By Nate Raymond
(Reuters) – A Massachusetts man charged with murdering his wife searched online for “dismemberment and the best ways to dispose of a body” after she was last seen on New Year’s Day, a prosecutor said on Wednesday.
Not guilty pleas were entered in Quincy District Court on behalf of Brian Walshe, 47, as a prosecutor revealed a search of a trash facility uncovered items with Ana Walshe’s DNA on it along with a hacksaw and cutting shears.
He was ordered held without bail after prosecutors on Tuesday charged Walshe with his wife’s murder.
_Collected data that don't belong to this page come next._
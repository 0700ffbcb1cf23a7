//! Shallow Git retrieval of workspace configuration.

use crate::error::ConfigRetrievalError;
use git2::{
    build::CheckoutBuilder, Cred, Direction, FetchOptions, RemoteCallbacks, Repository,
};
use std::cell::Cell;
use std::path::Path;
use std::sync::atomic::{AtomicBool, Ordering};
use std::sync::Arc;
use std::time::{Duration, Instant};
use tracing::{debug, info};

/// Repository holding a workspace's configuration.
#[derive(Debug, Clone, PartialEq, Eq)]
pub struct GitSource {
    pub url: String,
    /// Folder inside the repository holding devcontainer.json.
    pub config_folder: String,
    /// Branch to fetch. The remote's default branch when `None`.
    pub branch: Option<String>,
}

impl GitSource {
    pub fn is_https(&self) -> bool {
        self.url.starts_with("https://") || self.url.starts_with("http://")
    }
}

#[derive(Clone, Default)]
pub enum GitAuth {
    #[default]
    None,
    /// SSH key pair stored for the workspace owner.
    SshKey { private_key: String },
}

impl std::fmt::Debug for GitAuth {
    fn fmt(&self, f: &mut std::fmt::Formatter<'_>) -> std::fmt::Result {
        match self {
            GitAuth::None => f.write_str("None"),
            GitAuth::SshKey { .. } => f.write_str("SshKey { .. }"),
        }
    }
}

/// Shared flag used to abort an in-flight clone.
#[derive(Debug, Clone, Default)]
pub struct CancelFlag(Arc<AtomicBool>);

impl CancelFlag {
    pub fn new() -> Self {
        Self::default()
    }

    pub fn cancel(&self) {
        self.0.store(true, Ordering::SeqCst);
    }

    pub fn is_cancelled(&self) -> bool {
        self.0.load(Ordering::SeqCst)
    }
}

/// Receives condensed, human readable progress lines while a fetch runs.
pub type ProgressSink<'a> = &'a dyn Fn(&str);

/// Fetches the tip of a branch into `dest`.
///
/// Implementations block; callers are expected to run them on a blocking
/// worker thread.
pub trait GitFetcher: Send + Sync {
    fn fetch(
        &self,
        source: &GitSource,
        auth: &GitAuth,
        dest: &Path,
        cancel: &CancelFlag,
        progress: ProgressSink<'_>,
    ) -> Result<(), ConfigRetrievalError>;
}

/// libgit2 backed fetcher doing depth 1, single branch clones.
#[derive(Debug, Clone)]
pub struct Git2Fetcher {
    timeout: Duration,
}

impl Git2Fetcher {
    pub fn new(timeout: Duration) -> Self {
        Self { timeout }
    }
}

impl Default for Git2Fetcher {
    fn default() -> Self {
        Self::new(Duration::from_secs(300))
    }
}

enum Abort {
    Cancelled,
    TimedOut,
}

/// Quarters of the object transfer reported to the sink.
const PROGRESS_STEPS: usize = 4;

/// The line to report for a transfer, if it crossed a new quarter since
/// `reported`. Returns the quarter reached along with the line.
fn condensed_progress(
    received: usize,
    total: usize,
    bytes: usize,
    reported: usize,
) -> Option<(usize, String)> {
    if total == 0 {
        return None;
    }
    let step = received.min(total) * PROGRESS_STEPS / total;
    if step <= reported {
        return None;
    }
    Some((
        step,
        format!(
            "received {received}/{total} objects ({} KiB)",
            bytes / 1024
        ),
    ))
}

struct Progress<'a> {
    cancel: CancelFlag,
    deadline: Instant,
    sink: ProgressSink<'a>,
    reported: Cell<usize>,
}

impl Progress<'_> {
    fn transfer(&self, stats: &git2::Progress<'_>) -> bool {
        if let Some((step, line)) = condensed_progress(
            stats.received_objects(),
            stats.total_objects(),
            stats.received_bytes(),
            self.reported.get(),
        ) {
            self.reported.set(step);
            (self.sink)(line.as_str());
        }
        self.check().is_none()
    }

    fn check(&self) -> Option<Abort> {
        if self.cancel.is_cancelled() {
            Some(Abort::Cancelled)
        } else if Instant::now() >= self.deadline {
            Some(Abort::TimedOut)
        } else {
            None
        }
    }
}

fn callbacks<'a>(auth: &'a GitAuth, progress: &'a Progress<'a>) -> RemoteCallbacks<'a> {
    let mut cb = RemoteCallbacks::new();
    if let GitAuth::SshKey { private_key } = auth {
        cb.credentials(move |_url, username, _allowed| {
            Cred::ssh_key_from_memory(username.unwrap_or("git"), None, private_key, None)
        });
    }
    cb.transfer_progress(move |stats| progress.transfer(&stats));
    cb.sideband_progress(move |_data| progress.check().is_none());
    cb
}

impl Git2Fetcher {
    fn fetch_inner(
        &self,
        source: &GitSource,
        auth: &GitAuth,
        dest: &Path,
        progress: &Progress<'_>,
    ) -> Result<(), git2::Error> {
        let repo = Repository::init(dest)?;
        let mut remote = repo.remote("origin", &source.url)?;

        let branch = match &source.branch {
            Some(branch) => branch.clone(),
            None => {
                let connection =
                    remote.connect_auth(Direction::Fetch, Some(callbacks(auth, progress)), None)?;
                let head = connection.default_branch()?;
                let head = head.as_str().unwrap_or("refs/heads/main");
                head.strip_prefix("refs/heads/").unwrap_or(head).to_string()
            }
        };
        debug!(url = %source.url, %branch, "fetching configuration branch");

        let mut options = FetchOptions::new();
        options.remote_callbacks(callbacks(auth, progress)).depth(1);
        let refspec = format!("+refs/heads/{branch}:refs/remotes/origin/{branch}");
        remote.fetch(&[refspec.as_str()], Some(&mut options), None)?;

        let commit = repo
            .find_reference(&format!("refs/remotes/origin/{branch}"))?
            .peel_to_commit()?;
        repo.checkout_tree(commit.as_object(), Some(CheckoutBuilder::new().force()))?;
        repo.set_head_detached(commit.id())?;

        info!(url = %source.url, %branch, commit = %commit.id(), "fetched configuration");
        Ok(())
    }
}

impl GitFetcher for Git2Fetcher {
    fn fetch(
        &self,
        source: &GitSource,
        auth: &GitAuth,
        dest: &Path,
        cancel: &CancelFlag,
        progress: ProgressSink<'_>,
    ) -> Result<(), ConfigRetrievalError> {
        let progress = Progress {
            cancel: cancel.clone(),
            deadline: Instant::now() + self.timeout,
            sink: progress,
            reported: Cell::new(0),
        };

        self.fetch_inner(source, auth, dest, &progress)
            .map_err(|e| match progress.check() {
                Some(Abort::Cancelled) => ConfigRetrievalError::Cancelled,
                Some(Abort::TimedOut) => ConfigRetrievalError::TimedOut(self.timeout.as_secs()),
                None if source.is_https() => ConfigRetrievalError::HttpsClone(e.message().to_string()),
                None => ConfigRetrievalError::SshAuthentication(e.message().to_string()),
            })
    }
}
He was earlier arrested on Jan. 8 for misleading police investigating the 39-year-old mother of three’s disappearance.
The investigation began after her employer in Washington, the real estate company Tishman Speyer, reported her missing on Jan. 4.
At the time, Brian Walshe was on house arrest awaiting sentencing in Boston federal court after admitting in 2021 he sold forgeries of Andy Warhol art based on paintings he took from a one-time friend and never returned.
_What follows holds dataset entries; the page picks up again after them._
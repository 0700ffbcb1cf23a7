//! devcontainer.json loading.

use crate::compose::ComposeDocument;
use crate::error::ConfigParseError;
use crate::jsonc;
use serde_json::{Map, Value};
use std::collections::BTreeMap;
use std::fs;
use std::path::{Path, PathBuf};

pub const DESCRIPTOR_FILE_NAME: &str = "devcontainer.json";
pub const DEFAULT_WORKSPACE_FOLDER: &str = "/workspace";
pub const DEFAULT_REMOTE_USER: &str = "root";

/// Keys the engine manages itself and refuses to take from user configuration.
const DENIED_KEYS: &[&str] = &["workspaceMount"];

/// Where the development container image comes from.
#[derive(Debug, Clone, PartialEq, Eq)]
pub enum ImageSource {
    Image(String),
    Build {
        dockerfile: PathBuf,
        context: PathBuf,
    },
}

/// A `forwardPorts` entry. Compose workspaces may address a specific
/// service with the `"service:port"` form.
#[derive(Debug, Clone, PartialEq, Eq)]
pub struct PortForward {
    pub service: Option<String>,
    pub port: u16,
}

#[derive(Debug, Clone)]
pub struct DevcontainerConfig {
    descriptor_path: PathBuf,
    descriptor: Map<String, Value>,
    compose: Option<ComposeDocument>,
}

impl DevcontainerConfig {
    /// Loads `devcontainer.json` from `config_dir` and, if it references one,
    /// the compose document next to it.
    pub fn load(config_dir: &Path) -> Result<Self, ConfigParseError> {
        let descriptor_path = config_dir.join(DESCRIPTOR_FILE_NAME);
        if !descriptor_path.is_file() {
            return Err(ConfigParseError::MissingDescriptor(descriptor_path));
        }

        let raw = fs::read_to_string(&descriptor_path)
            .map_err(|_| ConfigParseError::MissingDescriptor(descriptor_path.clone()))?;

        let mut config = Self::parse(&descriptor_path, &raw)?;

        if let Some(relative) = config.compose_file()? {
            let base = descriptor_path.parent().unwrap_or(config_dir);
            let compose_path = base.join(relative);
            config.compose = Some(ComposeDocument::load(&compose_path)?);
        }

        Ok(config)
    }

    /// Parses descriptor content without touching the filesystem.
    pub fn parse(descriptor_path: &Path, raw: &str) -> Result<Self, ConfigParseError> {
        let strict = jsonc::normalize(raw).map_err(|e| ConfigParseError::syntax(descriptor_path, e))?;
        let value: Value = serde_json::from_str(&strict)
            .map_err(|e| ConfigParseError::syntax(descriptor_path, e))?;

        let Value::Object(descriptor) = value else {
            return Err(ConfigParseError::syntax(
                descriptor_path,
                "devcontainer.json must contain a JSON object",
            ));
        };

        if let Some(key) = DENIED_KEYS.iter().find(|k| descriptor.contains_key(**k)) {
            return Err(ConfigParseError::DeniedKey(key.to_string()));
        }

        Ok(Self {
            descriptor_path: descriptor_path.to_path_buf(),
            descriptor,
            compose: None,
        })
    }

    fn compose_file(&self) -> Result<Option<&str>, ConfigParseError> {
        match self.descriptor.get("dockerComposeFile") {
            None => Ok(None),
            Some(Value::String(path)) => Ok(Some(path.as_str())),
            Some(_) => Err(ConfigParseError::InvalidValue {
                key: "dockerComposeFile".to_string(),
                message: "expected a string".to_string(),
            }),
        }
    }

    fn string_key(&self, key: &str) -> Result<Option<&str>, ConfigParseError> {
        match self.descriptor.get(key) {
            None | Some(Value::Null) => Ok(None),
            Some(Value::String(value)) => Ok(Some(value.as_str())),
            Some(_) => Err(ConfigParseError::InvalidValue {
                key: key.to_string(),
                message: "expected a string".to_string(),
            }),
        }
    }

    pub fn descriptor_path(&self) -> &Path {
        &self.descriptor_path
    }

    pub fn descriptor_dir(&self) -> &Path {
        self.descriptor_path.parent().unwrap_or(Path::new("."))
    }

    pub fn raw(&self) -> &Map<String, Value> {
        &self.descriptor
    }

    pub fn compose(&self) -> Option<&ComposeDocument> {
        self.compose.as_ref()
    }

    pub fn compose_mut(&mut self) -> Option<&mut ComposeDocument> {
        self.compose.as_mut()
    }

    /// Compose service that hosts the development environment.
    pub fn service(&self) -> Result<&str, ConfigParseError> {
        self.string_key("service")?
            .ok_or(ConfigParseError::MissingKey("service"))
    }

    pub fn workspace_folder(&self) -> Result<&str, ConfigParseError> {
        Ok(self
            .string_key("workspaceFolder")?
            .unwrap_or(DEFAULT_WORKSPACE_FOLDER))
    }

    pub fn remote_user(&self) -> Result<&str, ConfigParseError> {
        if let Some(user) = self.string_key("remoteUser")? {
            return Ok(user);
        }
        Ok(self
            .string_key("containerUser")?
            .unwrap_or(DEFAULT_REMOTE_USER))
    }

    pub fn image_source(&self) -> Result<ImageSource, ConfigParseError> {
        if let Some(image) = self.string_key("image")? {
            return Ok(ImageSource::Image(image.to_string()));
        }

        let base = self.descriptor_dir();
        let (dockerfile, context) = match self.descriptor.get("build") {
            Some(Value::Object(build)) => {
                let dockerfile = build
                    .get("dockerfile")
                    .and_then(Value::as_str)
                    .ok_or(ConfigParseError::MissingKey("build.dockerfile"))?;
                let context = build.get("context").and_then(Value::as_str).unwrap_or(".");
                (dockerfile, context)
            }
            Some(_) => {
                return Err(ConfigParseError::InvalidValue {
                    key: "build".to_string(),
                    message: "expected an object".to_string(),
                })
            }
            None => {
                let dockerfile = self
                    .string_key("dockerFile")?
                    .ok_or(ConfigParseError::MissingKey("image"))?;
                let context = self.string_key("context")?.unwrap_or(".");
                (dockerfile, context)
            }
        };

        Ok(ImageSource::Build {
            dockerfile: base.join(dockerfile),
            context: base.join(context),
        })
    }

    pub fn container_env(&self) -> Result<BTreeMap<String, String>, ConfigParseError> {
        let mut env = BTreeMap::new();
        for key in ["containerEnv", "remoteEnv"] {
            match self.descriptor.get(key) {
                None | Some(Value::Null) => {}
                Some(Value::Object(vars)) => {
                    for (name, value) in vars {
                        let value = match value {
                            Value::String(s) => s.clone(),
                            Value::Null => continue,
                            other => other.to_string(),
                        };
                        env.entry(name.clone()).or_insert(value);
                    }
                }
                Some(_) => {
                    return Err(ConfigParseError::InvalidValue {
                        key: key.to_string(),
                        message: "expected an object".to_string(),
                    })
                }
            }
        }
        Ok(env)
    }

    pub fn forward_ports(&self) -> Result<Vec<PortForward>, ConfigParseError> {
        let entries = match self.descriptor.get("forwardPorts") {
            None | Some(Value::Null) => return Ok(Vec::new()),
            Some(Value::Array(entries)) => entries,
            Some(_) => {
                return Err(ConfigParseError::InvalidValue {
                    key: "forwardPorts".to_string(),
                    message: "expected a list".to_string(),
                })
            }
        };

        entries.iter().map(parse_port_forward).collect()
    }
}

fn parse_port_forward(entry: &Value) -> Result<PortForward, ConfigParseError> {
    let invalid = || ConfigParseError::InvalidValue {
        key: "forwardPorts".to_string(),
        message: format!("{entry} is not a valid port"),
    };

    let (service, port) = match entry {
        Value::Number(n) => (None, n.as_u64().ok_or_else(invalid)?),
        Value::String(s) => match s.rsplit_once(':') {
            Some((service, port)) => (
                Some(service.to_string()),
                port.parse::<u64>().map_err(|_| invalid())?,
            ),
            None => (None, s.parse::<u64>().map_err(|_| invalid())?),
        },
        _ => return Err(invalid()),
    };

    match u16::try_from(port) {
        Ok(port) if port > 0 => Ok(PortForward { service, port }),
        _ => Err(invalid()),
    }
}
Assistant District Attorney Lynn Beland said Brian Walshe originally told investigators his wife left their Cohasset, Massachusetts, home early on Jan. 1 in a ride-hailing service for the airport to go to Washington for work.
But investigators found no evidence she took such a ride, and Beland said authorities discovered Brian Walshe that day had searched on Google “can you throw away body parts” and “10 ways to dispose of a dead body if you really need to.”
Beland said the next day, Walshe went to a Home Depot to buy cleaning supplies and a hatchet and that surveillance video and phone data showed that on Jan. 3 he disposed of trash bags in dumpsters in different locations.
Some bags had already been picked up and have been incinerated, Beland said. But she said 10 bags contained items stained with blood as well as a hacksaw, Ana Walshe’s COVID-19 vaccine card, and boots she was last seen wearing.